▶ **PROBLEM DESCRIPTION**: How many lines in the material below include the word "collect"? Give only the number.

▶ **DATA EXTRACT**:
----

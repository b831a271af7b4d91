//! Integration tests: build a DAG, persist it, and retrieve files back.

use merkledag::{
    add, hash_to_file, DagBuilder, DagError, HashPool, KVStore, MemoryStore, Node, PoolConfig,
};
use merkledag::store::SledStore;
use tempfile::TempDir;

fn sample_tree() -> Node {
    Node::dir(
        "root",
        vec![
            Node::file("a.txt", b"a.txt content".to_vec()),
            Node::file("b.txt", b"b.txt content".to_vec()),
            Node::dir(
                "docs",
                vec![
                    Node::file("readme.md", b"# readme".to_vec()),
                    Node::file("large.bin", (0..10_000u32).map(|i| (i % 256) as u8).collect()),
                ],
            ),
        ],
    )
}

#[test]
fn test_single_file_hello_scenario() {
    let store = MemoryStore::new();
    let pool = HashPool::with_defaults();

    let root = add(&store, &Node::file("a.txt", b"hello".to_vec()), &pool).unwrap();

    // One chunk, so the root is the digest of that chunk, no combination.
    assert_eq!(root, *blake3::hash(b"hello").as_bytes());
    assert_eq!(hash_to_file(&store, &root, "", &pool).unwrap(), b"hello");
}

#[test]
fn test_directory_roundtrip_memory() {
    let store = MemoryStore::new();
    let pool = HashPool::with_defaults();
    let root = add(&store, &sample_tree(), &pool).unwrap();

    assert_eq!(
        hash_to_file(&store, &root, "b.txt", &pool).unwrap(),
        b"b.txt content"
    );
    assert_eq!(
        hash_to_file(&store, &root, "docs/readme.md", &pool).unwrap(),
        b"# readme"
    );

    let large = hash_to_file(&store, &root, "docs/large.bin", &pool).unwrap();
    assert_eq!(large.len(), 10_000);
    assert_eq!(large[5000], (5000 % 256) as u8);
}

#[test]
fn test_directory_roundtrip_sled() {
    let temp_dir = TempDir::new().unwrap();
    let pool = HashPool::with_defaults();

    let root = {
        let store = SledStore::open(temp_dir.path()).unwrap();
        let root = add(&store, &sample_tree(), &pool).unwrap();
        store.flush().unwrap();
        root
    };

    // Retrieval works against a reopened store.
    let store = SledStore::open(temp_dir.path()).unwrap();
    assert_eq!(
        hash_to_file(&store, &root, "a.txt", &pool).unwrap(),
        b"a.txt content"
    );
    assert_eq!(
        hash_to_file(&store, &root, "docs/large.bin", &pool).unwrap().len(),
        10_000
    );
}

#[test]
fn test_missing_path_fails() {
    let store = MemoryStore::new();
    let pool = HashPool::with_defaults();
    let root = add(&store, &sample_tree(), &pool).unwrap();

    let err = hash_to_file(&store, &root, "c.txt", &pool).unwrap_err();
    assert!(matches!(err, DagError::PathNotFound(_)));

    let err = hash_to_file(&store, &root, "docs/missing.md", &pool).unwrap_err();
    assert!(matches!(err, DagError::PathNotFound(_)));
}

#[test]
fn test_unknown_root_fails_not_found() {
    let store = MemoryStore::new();
    let pool = HashPool::with_defaults();

    let err = hash_to_file(&store, &[0xABu8; 32], "a.txt", &pool).unwrap_err();
    assert!(matches!(err, DagError::NotFound(_)));
}

#[test]
fn test_identical_directories_share_root() {
    let pool = HashPool::with_defaults();

    // Built in separate add calls against separate stores.
    let root1 = add(&MemoryStore::new(), &sample_tree(), &pool).unwrap();
    let root2 = add(&MemoryStore::new(), &sample_tree(), &pool).unwrap();
    assert_eq!(root1, root2);
}

#[test]
fn test_avalanche_leaves_siblings_unchanged() {
    let pool = HashPool::with_defaults();
    let sibling = Node::file("stable.txt", b"unchanged".to_vec());

    let mut content: Vec<u8> = (0..10_000u32).map(|i| (i % 256) as u8).collect();
    let tree1 = Node::dir(
        "root",
        vec![sibling.clone(), Node::file("big.bin", content.clone())],
    );
    content[4321] ^= 0x01;
    let tree2 = Node::dir(
        "root",
        vec![sibling.clone(), Node::file("big.bin", content)],
    );

    let store1 = MemoryStore::new();
    let store2 = MemoryStore::new();
    let root1 = add(&store1, &tree1, &pool).unwrap();
    let root2 = add(&store2, &tree2, &pool).unwrap();

    // One flipped byte changes the root.
    assert_ne!(root1, root2);

    // The untouched sibling keeps its hash across both builds.
    let (_, dir1) = merkledag::dag::reader::resolve(&store1, &root1, "").unwrap();
    let (_, dir2) = merkledag::dag::reader::resolve(&store2, &root2, "").unwrap();
    let link1 = dir1.links.iter().find(|l| l.name == "stable.txt").unwrap();
    let link2 = dir2.links.iter().find(|l| l.name == "stable.txt").unwrap();
    assert_eq!(link1.hash, link2.hash);
    let big1 = dir1.links.iter().find(|l| l.name == "big.bin").unwrap();
    let big2 = dir2.links.iter().find(|l| l.name == "big.bin").unwrap();
    assert_ne!(big1.hash, big2.hash);
}

#[test]
fn test_chunk_size_changes_root() {
    let pool = HashPool::with_defaults();
    let node = Node::file("big.bin", vec![9u8; 4096]);

    let root1 = DagBuilder::new()
        .with_chunk_size(1024)
        .add(&MemoryStore::new(), &node, &pool)
        .unwrap();
    let root2 = DagBuilder::new()
        .with_chunk_size(512)
        .add(&MemoryStore::new(), &node, &pool)
        .unwrap();
    assert_ne!(root1, root2);
}

#[test]
fn test_custom_chunk_size_roundtrip() {
    let store = MemoryStore::new();
    let pool = HashPool::new(PoolConfig { workers: 2 });
    let content: Vec<u8> = (0..777u32).map(|i| (i * 13 % 256) as u8).collect();
    let node = Node::file("odd.bin", content.clone());

    let root = DagBuilder::new()
        .with_chunk_size(100)
        .add(&store, &node, &pool)
        .unwrap();
    assert_eq!(hash_to_file(&store, &root, "", &pool).unwrap(), content);
}

#[test]
fn test_failed_add_leaves_only_orphans() {
    // A store that fails after a fixed number of writes.
    struct FlakyStore {
        inner: MemoryStore,
        remaining: std::sync::atomic::AtomicUsize,
    }
    impl KVStore for FlakyStore {
        fn put(&self, key: &[u8], value: &[u8]) -> Result<(), merkledag::StoreError> {
            use std::sync::atomic::Ordering;
            if self.remaining.fetch_sub(1, Ordering::SeqCst) == 0 {
                return Err(merkledag::StoreError::Backend("disk full".to_string()));
            }
            self.inner.put(key, value)
        }
        fn get(&self, key: &[u8]) -> Result<Option<Vec<u8>>, merkledag::StoreError> {
            self.inner.get(key)
        }
    }

    let store = FlakyStore {
        inner: MemoryStore::new(),
        remaining: std::sync::atomic::AtomicUsize::new(3),
    };
    let pool = HashPool::with_defaults();

    let err = add(&store, &sample_tree(), &pool).unwrap_err();
    assert!(matches!(err, DagError::Storage(_)));
}
use criterion::{criterion_group, criterion_main, BenchmarkId, Criterion, Throughput};
use merkledag::{DagBuilder, HashPool, MemoryStore, Node};

fn bench_add_single_file(c: &mut Criterion) {
    let pool = HashPool::with_defaults();
    let mut group = c.benchmark_group("add_single_file");

    for size in [16 * 1024usize, 256 * 1024, 1024 * 1024] {
        let content: Vec<u8> = (0..size).map(|i| (i % 251) as u8).collect();
        group.throughput(Throughput::Bytes(size as u64));
        group.bench_with_input(BenchmarkId::from_parameter(size), &content, |b, content| {
            b.iter(|| {
                let store = MemoryStore::new();
                let node = Node::file("bench.bin", content.clone());
                DagBuilder::new().add(&store, &node, &pool).unwrap()
            })
        });
    }
    group.finish();
}

fn bench_add_wide_directory(c: &mut Criterion) {
    let pool = HashPool::with_defaults();
    let mut group = c.benchmark_group("add_wide_directory");

    for files in [16usize, 128, 512] {
        let children: Vec<Node> = (0..files)
            .map(|i| Node::file(format!("f{}.bin", i), vec![(i % 256) as u8; 2048]))
            .collect();
        let tree = Node::dir("root", children);
        group.bench_with_input(BenchmarkId::from_parameter(files), &tree, |b, tree| {
            b.iter(|| {
                let store = MemoryStore::new();
                DagBuilder::new().add(&store, tree, &pool).unwrap()
            })
        });
    }
    group.finish();
}

criterion_group!(benches, bench_add_single_file, bench_add_wide_directory);
criterion_main!(benches);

----

▶ **ANSWER BOX**: 5